▸ **AIM OF THE TASK**
Look through the listing below for the word "collect" and copy every line where it occurs.

▸ **ENTRIES SHOWN**

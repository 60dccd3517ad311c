// SPDX-License-Identifier: PMPL-1.0-or-later
// Copyright (c) 2026 Jonathan D.A. Jewell (hyperpolymath) <jonathan.jewell@open.ac.uk>
//
// Service layer — platform concerns the commands need but the engine crates
// do not know about.

pub mod config_dir;
// SPDX-License-Identifier: PMPL-1.0-or-later
// Copyright (c) 2026 Jonathan D.A. Jewell (hyperpolymath) <jonathan.jewell@open.ac.uk>
//
// Logo replacement — swap the placeholder logo inside a document's embedded
// media for the site logo.
//
// The document is unpacked into a scratch directory unique to the operation,
// the matching media file is overwritten on disk, and the archive is rebuilt
// from the scratch tree. The scratch directory is removed when the
// `ScratchSpace` drops, on success and on every error path.

use std::fs;
use std::io::Cursor;
use std::path::{Path, PathBuf};

use locale_core::error::{LocaleError, Result};
use locale_core::types::{Fingerprint, LogoOutcome, OperationId};
use tempfile::TempDir;
use tracing::{debug, info, instrument, warn};
use zip::ZipArchive;

use crate::docx::{MEDIA_PREFIX, archive};
use crate::image::{ImageProcessor, find_match};

/// Per-operation scratch directory.
#[derive(Debug)]
pub struct ScratchSpace {
    operation: OperationId,
    dir: TempDir,
}

impl ScratchSpace {
    /// Create `locale-<operation id>-*` under `root`, or under the system
    /// temp dir when `root` is `None`.
    pub fn create(root: Option<&Path>) -> Result<Self> {
        let operation = OperationId::new();
        let mut builder = tempfile::Builder::new();
        let prefix = format!("locale-{operation}-");
        builder.prefix(&prefix);
        let dir = match root {
            Some(root) => {
                fs::create_dir_all(root)?;
                builder.tempdir_in(root)?
            }
            None => builder.tempdir()?,
        };
        debug!(operation = %operation, path = %dir.path().display(), "scratch space created");
        Ok(Self { operation, dir })
    }

    pub fn operation(&self) -> OperationId {
        self.operation
    }

    pub fn path(&self) -> &Path {
        self.dir.path()
    }
}

/// Result of replacing the logo in one document.
#[derive(Debug, Clone)]
pub struct LogoReplacement {
    /// Document bytes; the input unchanged unless `outcome` is `Replaced`.
    pub bytes: Vec<u8>,
    pub outcome: LogoOutcome,
}

/// Replaces the placeholder logo, identified by fingerprint, with a site
/// logo.
#[derive(Debug, Clone)]
pub struct LogoReplacer {
    placeholder: Fingerprint,
    replacement: Vec<u8>,
    scratch_root: Option<PathBuf>,
}

impl LogoReplacer {
    pub fn new(placeholder: Fingerprint, replacement: Vec<u8>) -> Self {
        Self {
            placeholder,
            replacement,
            scratch_root: None,
        }
    }

    /// Put scratch directories under `root` instead of the system temp dir.
    pub fn with_scratch_root(mut self, root: impl Into<PathBuf>) -> Self {
        self.scratch_root = Some(root.into());
        self
    }

    /// Replace the placeholder logo in one .docx.
    ///
    /// A missing placeholder or an unusable replacement image is not an
    /// error: the document comes back unchanged with the matching
    /// [`LogoOutcome`]. Errors are reserved for unreadable archives and I/O.
    #[instrument(skip(self, document_bytes), fields(document = document_name))]
    pub fn replace(&self, document_name: &str, document_bytes: &[u8]) -> Result<LogoReplacement> {
        let scratch = ScratchSpace::create(self.scratch_root.as_deref())?;
        let order = unpack(document_name, document_bytes, scratch.path())?;

        let media = read_media(scratch.path(), &order)?;
        let candidates = media.iter().map(|(name, data)| (name.as_str(), data.as_slice()));
        let Some(member) = find_match(candidates, &self.placeholder) else {
            info!(document = document_name, "placeholder logo not found");
            return Ok(LogoReplacement {
                bytes: document_bytes.to_vec(),
                outcome: LogoOutcome::NotFound,
            });
        };
        let member = member.to_string();

        if let Err(err) = ImageProcessor::from_bytes(&self.replacement) {
            warn!(document = document_name, error = %err, "replacement logo unusable, skipped");
            return Ok(LogoReplacement {
                bytes: document_bytes.to_vec(),
                outcome: LogoOutcome::Skipped {
                    reason: err.to_string(),
                },
            });
        }

        fs::write(scratch.path().join(&member), &self.replacement)?;
        let bytes = repack(document_name, scratch.path(), &order)?;
        info!(
            document = document_name,
            member = %member,
            operation = %scratch.operation(),
            "placeholder logo replaced"
        );
        Ok(LogoReplacement {
            bytes,
            outcome: LogoOutcome::Replaced { member },
        })
    }
}

/// Extract every file member into `root`, returning member names in
/// archive order. Members whose names escape `root` are rejected.
fn unpack(document_name: &str, bytes: &[u8], root: &Path) -> Result<Vec<String>> {
    let format_error = |reason: String| LocaleError::DocumentFormat {
        document: document_name.to_string(),
        reason,
    };

    let mut archive = ZipArchive::new(Cursor::new(bytes))
        .map_err(|err| format_error(format!("not a valid .docx archive: {err}")))?;
    let mut order = Vec::with_capacity(archive.len());
    for index in 0..archive.len() {
        let mut entry = archive
            .by_index(index)
            .map_err(|err| format_error(format!("unreadable member: {err}")))?;
        if entry.is_dir() {
            continue;
        }
        let Some(relative) = entry.enclosed_name() else {
            return Err(format_error(format!(
                "member '{}' escapes the archive root",
                entry.name()
            )));
        };
        let target = root.join(&relative);
        if let Some(parent) = target.parent() {
            fs::create_dir_all(parent)?;
        }
        let mut file = fs::File::create(&target)?;
        std::io::copy(&mut entry, &mut file)?;
        order.push(entry.name().to_string());
    }
    debug!(members = order.len(), "document unpacked");
    Ok(order)
}

/// Media members, sorted by name.
fn read_media(root: &Path, order: &[String]) -> Result<Vec<(String, Vec<u8>)>> {
    let mut names: Vec<&String> = order
        .iter()
        .filter(|name| name.starts_with(MEDIA_PREFIX))
        .collect();
    names.sort();
    names
        .into_iter()
        .map(|name| Ok((name.clone(), fs::read(root.join(name))?)))
        .collect()
}

/// Rebuild the archive from the scratch tree in the original member order.
fn repack(document_name: &str, root: &Path, order: &[String]) -> Result<Vec<u8>> {
    let contents = order
        .iter()
        .map(|name| Ok((name.as_str(), fs::read(root.join(name))?)))
        .collect::<Result<Vec<(&str, Vec<u8>)>>>()?;
    archive::write_members(contents.iter().map(|(name, data)| (*name, data.as_slice()))).map_err(
        |err| LocaleError::DocumentFormat {
            document: document_name.to_string(),
            reason: format!("failed to repack: {err}"),
        },
    )
}

#[cfg(test)]
mod tests {
    use super::*;
    use crate::docx::TemplateDocument;
    use crate::fixtures::{DocxBuilder, logo_png, other_logo_png};
    use crate::image::fingerprint;

    fn media_of(bytes: &[u8]) -> Vec<(String, Vec<u8>)> {
        let doc = TemplateDocument::open("t.docx", bytes).unwrap();
        doc.media()
            .map(|(name, data)| (name.to_string(), data.to_vec()))
            .collect()
    }

    #[test]
    fn replaces_matching_member_only() {
        let placeholder = logo_png(40, 40);
        let unrelated = other_logo_png(40, 40);
        let site_logo = other_logo_png(120, 60);
        let bytes = DocxBuilder::new()
            .paragraph("Dear <<PI name>>")
            .image("image1.png", unrelated.clone())
            .image("image2.png", placeholder.clone())
            .build();

        let scratch = tempfile::tempdir().unwrap();
        let replacer = LogoReplacer::new(fingerprint(&placeholder).unwrap(), site_logo.clone())
            .with_scratch_root(scratch.path());
        let result = replacer.replace("letter.docx", &bytes).unwrap();

        assert_eq!(
            result.outcome,
            LogoOutcome::Replaced {
                member: "word/media/image2.png".into()
            }
        );
        let media = media_of(&result.bytes);
        assert_eq!(media[0], ("word/media/image1.png".to_string(), unrelated));
        assert_eq!(media[1], ("word/media/image2.png".to_string(), site_logo));

        let text: Vec<String> = TemplateDocument::open("letter.docx", &result.bytes)
            .unwrap()
            .paragraphs()
            .into_iter()
            .map(|p| p.text)
            .collect();
        assert!(text.contains(&"Dear <<PI name>>".to_string()));
    }

    #[test]
    fn missing_placeholder_leaves_document_unchanged() {
        let bytes = DocxBuilder::new()
            .image("image1.png", other_logo_png(40, 40))
            .build();
        let replacer = LogoReplacer::new(fingerprint(&logo_png(40, 40)).unwrap(), logo_png(10, 10));
        let result = replacer.replace("t.docx", &bytes).unwrap();
        assert_eq!(result.outcome, LogoOutcome::NotFound);
        assert_eq!(result.bytes, bytes);
    }

    #[test]
    fn document_without_media_is_not_found() {
        let bytes = DocxBuilder::new().paragraph("text only").build();
        let replacer = LogoReplacer::new(fingerprint(&logo_png(40, 40)).unwrap(), logo_png(10, 10));
        assert_eq!(replacer.replace("t.docx", &bytes).unwrap().outcome, LogoOutcome::NotFound);
    }

    #[test]
    fn empty_replacement_is_skipped() {
        let placeholder = logo_png(40, 40);
        let bytes = DocxBuilder::new().image("image1.png", placeholder.clone()).build();
        let replacer = LogoReplacer::new(fingerprint(&placeholder).unwrap(), Vec::new());
        let result = replacer.replace("t.docx", &bytes).unwrap();
        assert!(matches!(result.outcome, LogoOutcome::Skipped { .. }));
        assert_eq!(result.bytes, bytes);
    }

    #[test]
    fn undecodable_replacement_is_skipped() {
        let placeholder = logo_png(40, 40);
        let bytes = DocxBuilder::new().image("image1.png", placeholder.clone()).build();
        let replacer = LogoReplacer::new(fingerprint(&placeholder).unwrap(), b"GIF89a?".to_vec());
        let result = replacer.replace("t.docx", &bytes).unwrap();
        assert!(matches!(result.outcome, LogoOutcome::Skipped { .. }));
    }

    #[test]
    fn scratch_is_removed_after_every_call() {
        let root = tempfile::tempdir().unwrap();
        let placeholder = logo_png(40, 40);
        let bytes = DocxBuilder::new().image("image1.png", placeholder.clone()).build();
        let replacer = LogoReplacer::new(fingerprint(&placeholder).unwrap(), logo_png(8, 8))
            .with_scratch_root(root.path());

        replacer.replace("t.docx", &bytes).unwrap();
        assert!(replacer.replace("broken.docx", b"not a zip").is_err());
        assert_eq!(fs::read_dir(root.path()).unwrap().count(), 0);
    }

    #[test]
    fn scratch_spaces_are_unique() {
        let a = ScratchSpace::create(None).unwrap();
        let b = ScratchSpace::create(None).unwrap();
        assert_ne!(a.path(), b.path());
        assert_ne!(a.operation(), b.operation());
    }

    #[test]
    fn escaping_member_is_rejected() {
        let bytes = archive::write_members([
            ("word/document.xml", b"<w:document/>".as_slice()),
            ("../evil.txt", b"x".as_slice()),
        ])
        .unwrap();
        let root = tempfile::tempdir().unwrap();
        let err = unpack("evil.docx", &bytes, root.path()).unwrap_err();
        assert!(matches!(err, LocaleError::DocumentFormat { .. }));
    }
}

▸ **YOUR SOLUTION**
        .collect();
        .collect()
        .collect::<Result<Vec<(&str, Vec<u8>)>>>()?;
            .collect()
            .collect();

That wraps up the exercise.